_Aim of the exercise_:
Could you copy out every line of the data where the word "QuestionKind" occurs?

Saved data entries
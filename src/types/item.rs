// Copyright 2025 Fernando Borretti
//
// Licensed under the Apache License, Version 2.0 (the "License");
// you may not use this file except in compliance with the License.
// You may obtain a copy of the License at
//
//     http://www.apache.org/licenses/LICENSE-2.0
//
// Unless required by applicable law or agreed to in writing, software
// distributed under the License is distributed on an "AS IS" BASIS,
// WITHOUT WARRANTIES OR CONDITIONS OF ANY KIND, either express or implied.
// See the License for the specific language governing permissions and
// limitations under the License.

use std::collections::BTreeSet;

use serde::Deserialize;
use serde::Serialize;

use crate::types::card_kind::CardKind;
use crate::types::card_kind::ItemKind;
use crate::types::item_id::ItemId;
use crate::types::rating::Rating;
use crate::types::schedule::ScheduleState;
use crate::types::timestamp::Timestamp;

/// A flashcard's text data.
#[derive(Clone, PartialEq, Debug, Default, Serialize, Deserialize)]
#[serde(rename_all = "camelCase")]
pub struct Flashcard {
    pub front: String,
    pub back: String,
    #[serde(default, skip_serializing_if = "Option::is_none")]
    pub hint: Option<String>,
    #[serde(default, skip_serializing_if = "Option::is_none")]
    pub explanation: Option<String>,
    #[serde(default, skip_serializing_if = "Option::is_none")]
    pub image_url: Option<String>,
    #[serde(default)]
    pub tags: BTreeSet<String>,
    /// The content module this card belongs to, if any.
    #[serde(default, skip_serializing_if = "Option::is_none")]
    pub module_id: Option<String>,
    #[serde(default)]
    pub kind: CardKind,
}

impl Flashcard {
    pub fn new(front: impl Into<String>, back: impl Into<String>) -> Self {
        Self {
            front: front.into().trim().to_string(),
            back: back.into().trim().to_string(),
            ..Default::default()
        }
    }
}

/// An exam question the user previously answered wrong.
#[derive(Clone, PartialEq, Debug, Serialize, Deserialize)]
#[serde(rename_all = "camelCase")]
pub struct MissedQuestion {
    /// Reference to the question in the question bank.
    pub question_id: String,
    #[serde(default, skip_serializing_if = "Option::is_none")]
    pub domain: Option<String>,
}

#[derive(Clone, PartialEq, Debug, Serialize, Deserialize)]
#[serde(rename_all = "camelCase", tag = "type")]
pub enum ItemContent {
    Flashcard(Flashcard),
    Question(MissedQuestion),
}

impl ItemContent {
    pub fn kind(&self) -> ItemKind {
        match self {
            ItemContent::Flashcard(_) => ItemKind::Flashcard,
            ItemContent::Question(_) => ItemKind::Question,
        }
    }

    pub fn id(&self) -> ItemId {
        match self {
            ItemContent::Flashcard(card) => ItemId::flashcard(card),
            ItemContent::Question(question) => ItemId::question(&question.question_id),
        }
    }
}

/// Running performance counters for an item.
#[derive(Clone, Copy, PartialEq, Debug, Default, Serialize)]
#[serde(rename_all = "camelCase")]
pub struct Tally {
    pub total: u32,
    pub correct: u32,
    pub avg_time_secs: f64,
}

impl Tally {
    /// Fraction of reviews recalled correctly, or zero if never reviewed.
    pub fn mastery(&self) -> f64 {
        if self.total == 0 {
            0.0
        } else {
            f64::from(self.correct) / f64::from(self.total)
        }
    }

    pub fn record(self, rating: Rating, time_spent_secs: u32) -> Self {
        let total = self.total + 1;
        let correct = self.correct + u32::from(rating.is_correct());
        let avg_time_secs = (self.avg_time_secs * f64::from(self.total)
            + f64::from(time_spent_secs))
            / f64::from(total);
        Self {
            total,
            correct,
            avg_time_secs,
        }
    }
}

/// A flashcard or missed question, with its scheduling state.
#[derive(Clone, PartialEq, Debug, Serialize)]
#[serde(rename_all = "camelCase")]
pub struct LearningItem {
    pub id: ItemId,
    pub content: ItemContent,
    pub schedule: ScheduleState,
    pub tally: Tally,
    pub created_at: Timestamp,
}

impl LearningItem {
    pub fn new(content: ItemContent, now: Timestamp) -> Self {
        Self {
            id: content.id(),
            content,
            schedule: ScheduleState::new(now),
            tally: Tally::default(),
            created_at: now,
        }
    }

    pub fn kind(&self) -> ItemKind {
        self.content.kind()
    }

    pub fn mastery(&self) -> f64 {
        self.tally.mastery()
    }

    pub fn is_new(&self) -> bool {
        self.schedule.is_new()
    }
}
// Copyright 2025 Fernando Borretti
//
// Licensed under the Apache License, Version 2.0 (the "License");
// you may not use this file except in compliance with the License.
// You may obtain a copy of the License at
//
//     http://www.apache.org/licenses/LICENSE-2.0
//
// Unless required by applicable law or agreed to in writing, software
// distributed under the License is distributed on an "AS IS" BASIS,
// WITHOUT WARRANTIES OR CONDITIONS OF ANY KIND, either express or implied.
// See the License for the specific language governing permissions and
// limitations under the License.

use clap::ValueEnum;

use crate::cmd::Context;
use crate::cmd::print_json;
use crate::error::Fallible;
use crate::types::item_id::ItemId;
use crate::types::rating::Rating;
use crate::types::timestamp::Timestamp;

#[derive(ValueEnum, Clone, Copy, PartialEq, Debug)]
pub enum Outcome {
    /// The question was answered right.
    Correct,
    /// The question was answered wrong.
    Wrong,
}

pub fn review(
    ctx: &Context,
    item: ItemId,
    rating: Rating,
    time_spent_secs: u32,
    now: Timestamp,
) -> Fallible<()> {
    let event = ctx
        .service
        .submit_review(&ctx.user, item, rating, time_spent_secs, now)?;
    print_json(&event)
}

pub fn answer(
    ctx: &Context,
    item: ItemId,
    outcome: Outcome,
    time_spent_secs: u32,
    now: Timestamp,
) -> Fallible<()> {
    let is_correct = outcome == Outcome::Correct;
    let event = ctx
        .service
        .answer_question(&ctx.user, item, is_correct, time_spent_secs, now)?;
    print_json(&event)
}
// Copyright 2025 Fernando Borretti
//
// Licensed under the Apache License, Version 2.0 (the "License");
// you may not use this file except in compliance with the License.
// You may obtain a copy of the License at
//
//     http://www.apache.org/licenses/LICENSE-2.0
//
// Unless required by applicable law or agreed to in writing, software
// distributed under the License is distributed on an "AS IS" BASIS,
// WITHOUT WARRANTIES OR CONDITIONS OF ANY KIND, either express or implied.
// See the License for the specific language governing permissions and
// limitations under the License.

use std::fmt::Display;
use std::fmt::Formatter;

use clap::ValueEnum;

use crate::cmd::Context;
use crate::cmd::print_json;
use crate::error::Fallible;
use crate::stats::Stats;
use crate::types::timestamp::Timestamp;

#[derive(ValueEnum, Clone)]
pub enum StatsFormat {
    /// JSON output.
    Json,
    /// Plain text output.
    Text,
}

impl Display for StatsFormat {
    fn fmt(&self, f: &mut Formatter<'_>) -> std::fmt::Result {
        match self {
            StatsFormat::Json => write!(f, "json"),
            StatsFormat::Text => write!(f, "text"),
        }
    }
}

pub fn print_stats(ctx: &Context, format: StatsFormat, now: Timestamp) -> Fallible<()> {
    let stats = ctx.service.stats(&ctx.user, now)?;
    match format {
        StatsFormat::Json => print_json(&stats),
        StatsFormat::Text => {
            print!("{}", render_text(&stats));
            Ok(())
        }
    }
}

fn render_text(stats: &Stats) -> String {
    let rows = [
        ("Items", stats.total.to_string()),
        (
            "Due today",
            format!(
                "{} ({} flashcards, {} questions)",
                stats.due_today, stats.flashcards_due, stats.questions_due
            ),
        ),
        ("New", stats.new_count.to_string()),
        ("Learning", stats.learning_count.to_string()),
        ("Mature", stats.mature_count.to_string()),
        (
            "Retention",
            format!("{:.1}%", stats.avg_retention_rate * 100.0),
        ),
        ("Mastery", format!("{:.1}%", stats.avg_mastery * 100.0)),
        ("Reviews today", stats.reviews_today.to_string()),
        ("Reviews this week", stats.reviews_this_week.to_string()),
        (
            "Streak",
            format!(
                "{} days (longest {})",
                stats.current_streak, stats.longest_streak
            ),
        ),
    ];
    let mut out = String::new();
    for (label, value) in rows {
        out.push_str(&format!("{label:<18} {value}\n"));
    }
    if !stats.questions_by_domain.is_empty() {
        out.push_str(&format!(
            "{:<18} {}\n",
            "Mastered questions", stats.mastered_questions
        ));
    }
    for (domain, d) in &stats.questions_by_domain {
        out.push_str(&format!(
            "  {domain:<16} {} questions, {} due, {:.1}% mastery\n",
            d.total,
            d.due,
            d.avg_mastery * 100.0
        ));
    }
    out
}
impl ReviewRecorder for SqliteRecorder {
    fn insert_item(&self, user: &UserId, item: &LearningItem) -> RecorderResult<()> {
        let mut conn = self.acquire()?;
        let tx = conn.transaction_with_behavior(TransactionBehavior::Immediate)?;
        if item_exists(&tx, user, item.id)? {
            return Err(RecorderError::Duplicate(item.id));
        }
        log::debug!("Inserting item {} for {user}", item.id.short());
        let sql = "insert into items (user_id, item_id, item_kind, content, ease, interval_days, repetitions, lapses, due_at, last_reviewed_at, review_count, correct_count, avg_time_secs, created_at) values (?, ?, ?, ?, ?, ?, ?, ?, ?, ?, ?, ?, ?, ?);";
        let content = serde_json::to_string(&item.content)?;
        let s = &item.schedule;
        tx.execute(
            sql,
            rusqlite::params![
                user,
                item.id,
                item.kind(),
                content,
                s.ease(),
                s.interval(),
                s.repetitions(),
                s.lapses(),
                s.due(),
                s.last_reviewed_at(),
                item.tally.total,
                item.tally.correct,
                item.tally.avg_time_secs,
                item.created_at,
            ],
        )?;
        tx.commit()?;
        Ok(())
    }

    fn get_item(&self, user: &UserId, id: ItemId) -> RecorderResult<LearningItem> {
        let conn = self.acquire()?;
        select_item(&conn, user, id)
    }

    fn items(&self, user: &UserId) -> RecorderResult<Vec<LearningItem>> {
        let conn = self.acquire()?;
        let sql = format!("select {ITEM_COLUMNS} from items where user_id = ? order by item_id;");
        query_items(&conn, &sql, [user])
    }

    fn due_flashcards(
        &self,
        user: &UserId,
        now: Timestamp,
        limit: usize,
    ) -> RecorderResult<Vec<LearningItem>> {
        self.due_of_kind(user, ItemKind::Flashcard, now, limit)
    }

    fn due_questions(
        &self,
        user: &UserId,
        now: Timestamp,
        limit: usize,
    ) -> RecorderResult<Vec<LearningItem>> {
        self.due_of_kind(user, ItemKind::Question, now, limit)
    }

    fn new_flashcards(&self, user: &UserId, count: usize) -> RecorderResult<Vec<LearningItem>> {
        let conn = self.acquire()?;
        let sql = format!(
            "select {ITEM_COLUMNS} from items where user_id = ? and item_kind = ? and repetitions = 0 and last_reviewed_at is null order by created_at desc, item_id limit ?;"
        );
        query_items(&conn, &sql, (user, ItemKind::Flashcard, sql_limit(count)))
    }

    fn weak_questions(
        &self,
        user: &UserId,
        threshold: f64,
        limit: usize,
    ) -> RecorderResult<Vec<LearningItem>> {
        let conn = self.acquire()?;
        let sql = format!(
            "select {ITEM_COLUMNS} from items where user_id = ? and item_kind = ? and {MASTERY} < ? order by {MASTERY}, item_id limit ?;"
        );
        query_items(
            &conn,
            &sql,
            (user, ItemKind::Question, threshold, sql_limit(limit)),
        )
    }

    fn review_events(
        &self,
        user: &UserId,
        since: Option<Timestamp>,
    ) -> RecorderResult<Vec<ReviewEvent>> {
        let conn = self.acquire()?;
        let sql = format!(
            "select {EVENT_COLUMNS} from review_events where user_id = ?1 and (?2 is null or reviewed_at >= ?2) order by reviewed_at, event_id;"
        );
        let mut stmt = conn.prepare(&sql)?;
        let mut rows = stmt.query((user, since))?;
        let mut events = Vec::new();
        while let Some(row) = rows.next()? {
            events.push(read_event(row)?);
        }
        Ok(events)
    }

    fn record_review(
        &self,
        user: &UserId,
        submission: ReviewSubmission,
    ) -> RecorderResult<ReviewEvent> {
        let mut conn = self.acquire()?;
        let tx = conn.transaction_with_behavior(TransactionBehavior::Immediate)?;
        let mut item = select_item(&tx, user, submission.item_id)?;
        let event = apply_review(&mut item, submission)?;
        update_item(&tx, user, &item)?;
        insert_event(&tx, user, &event)?;
        tx.commit()?;
        Ok(event)
    }

    fn start_session(
        &self,
        user: &UserId,
        focus: QueueFilter,
        target_minutes: Option<u32>,
        now: Timestamp,
    ) -> RecorderResult<SessionRecord> {
        let conn = self.acquire()?;
        let sql = "insert into review_sessions (user_id, focus, target_minutes, started_at) values (?, ?, ?, ?);";
        conn.execute(sql, (user, focus, target_minutes, now))?;
        let id = SessionId::new(conn.last_insert_rowid());
        log::debug!("Started session {id} for {user}");
        Ok(SessionRecord {
            id,
            focus,
            target_minutes,
            started_at: now,
            completed_at: None,
            summary: SessionSummary::default(),
        })
    }

    fn get_session(&self, user: &UserId, id: SessionId) -> RecorderResult<SessionRecord> {
        let conn = self.acquire()?;
        select_session(&conn, user, id)
    }

    fn complete_session(
        &self,
        user: &UserId,
        id: SessionId,
        summary: SessionSummary,
        now: Timestamp,
    ) -> RecorderResult<SessionRecord> {
        let mut conn = self.acquire()?;
        let tx = conn.transaction_with_behavior(TransactionBehavior::Immediate)?;
        let record = select_session(&tx, user, id)?;
        if record.is_completed() {
            return Err(RecorderError::SessionClosed(id));
        }
        let sql = "update review_sessions set completed_at = ?, flashcards_reviewed = ?, questions_reviewed = ?, correct_count = ?, total_count = ?, duration_secs = ? where user_id = ? and session_id = ?;";
        tx.execute(
            sql,
            rusqlite::params![
                now,
                summary.flashcards_reviewed,
                summary.questions_reviewed,
                summary.correct_count,
                summary.total_count,
                summary.duration_secs,
                user,
                id,
            ],
        )?;
        tx.commit()?;
        Ok(SessionRecord {
            completed_at: Some(now),
            summary,
            ..record
        })
    }

    fn sessions(&self, user: &UserId, limit: usize) -> RecorderResult<Vec<SessionRecord>> {
        let conn = self.acquire()?;
        let sql = format!(
            "select {SESSION_COLUMNS} from review_sessions where user_id = ? order by started_at desc, session_id desc limit ?;"
        );
        let mut stmt = conn.prepare(&sql)?;
        let mut rows = stmt.query((user, sql_limit(limit)))?;
        let mut sessions = Vec::new();
        while let Some(row) = rows.next()? {
            sessions.push(read_session(row)?);
        }
        Ok(sessions)
    }
}
//! Built-in survey definitions.
//!
//! Two instances share the same wizard/scoring design with different
//! question schemas and scoring tables: the four-module career survey
//! (23 questions, gated by an upfront skill-baseline choice) and the
//! five-module personality test (10 questions, no gate).
//!
//! Tables here are static product configuration, pre-validated by the
//! tests at the bottom of this file; the engine itself never checks them.

use std::collections::HashMap;

use crate::question::{
    BranchGate, ChoiceOption, Module, Question, QuestionKind, RatedCategory, SurveyDefinition,
};
use crate::scoring::{
    ArchetypeInfo, ArchetypeRule, Comparison, DimensionDelta, DimensionRange, RuleCondition,
    ScoringTable,
};

/// Stable id of the career survey instance.
pub const CAREER_SURVEY_ID: &str = "career-survey";
/// Stable id of the personality test instance.
pub const PERSONALITY_TEST_ID: &str = "personality-test";

/// All built-in definitions.
pub fn all() -> Vec<SurveyDefinition> {
    vec![career_survey(), personality_test()]
}

/// Look up a built-in definition by id.
pub fn by_id(id: &str) -> Option<SurveyDefinition> {
    match id {
        CAREER_SURVEY_ID => Some(career_survey()),
        PERSONALITY_TEST_ID => Some(personality_test()),
        _ => None,
    }
}

fn single(id: &str, text: &str, options: &[(&str, &str)]) -> Question {
    Question {
        id: id.to_string(),
        text: text.to_string(),
        required: true,
        help: None,
        kind: QuestionKind::SingleChoice {
            options: options.iter().map(|(k, l)| ChoiceOption::new(k, l)).collect(),
        },
    }
}

fn free_text(id: &str, text: &str, required: bool) -> Question {
    Question {
        id: id.to_string(),
        text: text.to_string(),
        required,
        help: None,
        kind: QuestionKind::FreeText { placeholder: None },
    }
}

fn multi(id: &str, text: &str, required: bool, options: &[(&str, &str)], max: usize) -> Question {
    Question {
        id: id.to_string(),
        text: text.to_string(),
        required,
        help: None,
        kind: QuestionKind::MultiChoice {
            options: options.iter().map(|(k, l)| ChoiceOption::new(k, l)).collect(),
            min_selections: 1,
            max_selections: max,
        },
    }
}

fn deltas(entries: &[(&str, &[(&str, i64)])]) -> HashMap<String, Vec<DimensionDelta>> {
    entries
        .iter()
        .map(|(key, ds)| {
            (
                key.to_string(),
                ds.iter().map(|(dim, d)| DimensionDelta::new(dim, *d)).collect(),
            )
        })
        .collect()
}

fn rule(archetype: &str, conditions: &[(&str, Comparison, i64)]) -> ArchetypeRule {
    ArchetypeRule {
        archetype: archetype.to_string(),
        conditions: conditions
            .iter()
            .map(|(dim, op, t)| RuleCondition::new(dim, *op, *t))
            .collect(),
    }
}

_Solution below_:
    BranchGate, ChoiceOption, Module, Question, QuestionKind, RatedCategory, SurveyDefinition,
        kind: QuestionKind::SingleChoice {
        kind: QuestionKind::FreeText { placeholder: None },
        kind: QuestionKind::MultiChoice {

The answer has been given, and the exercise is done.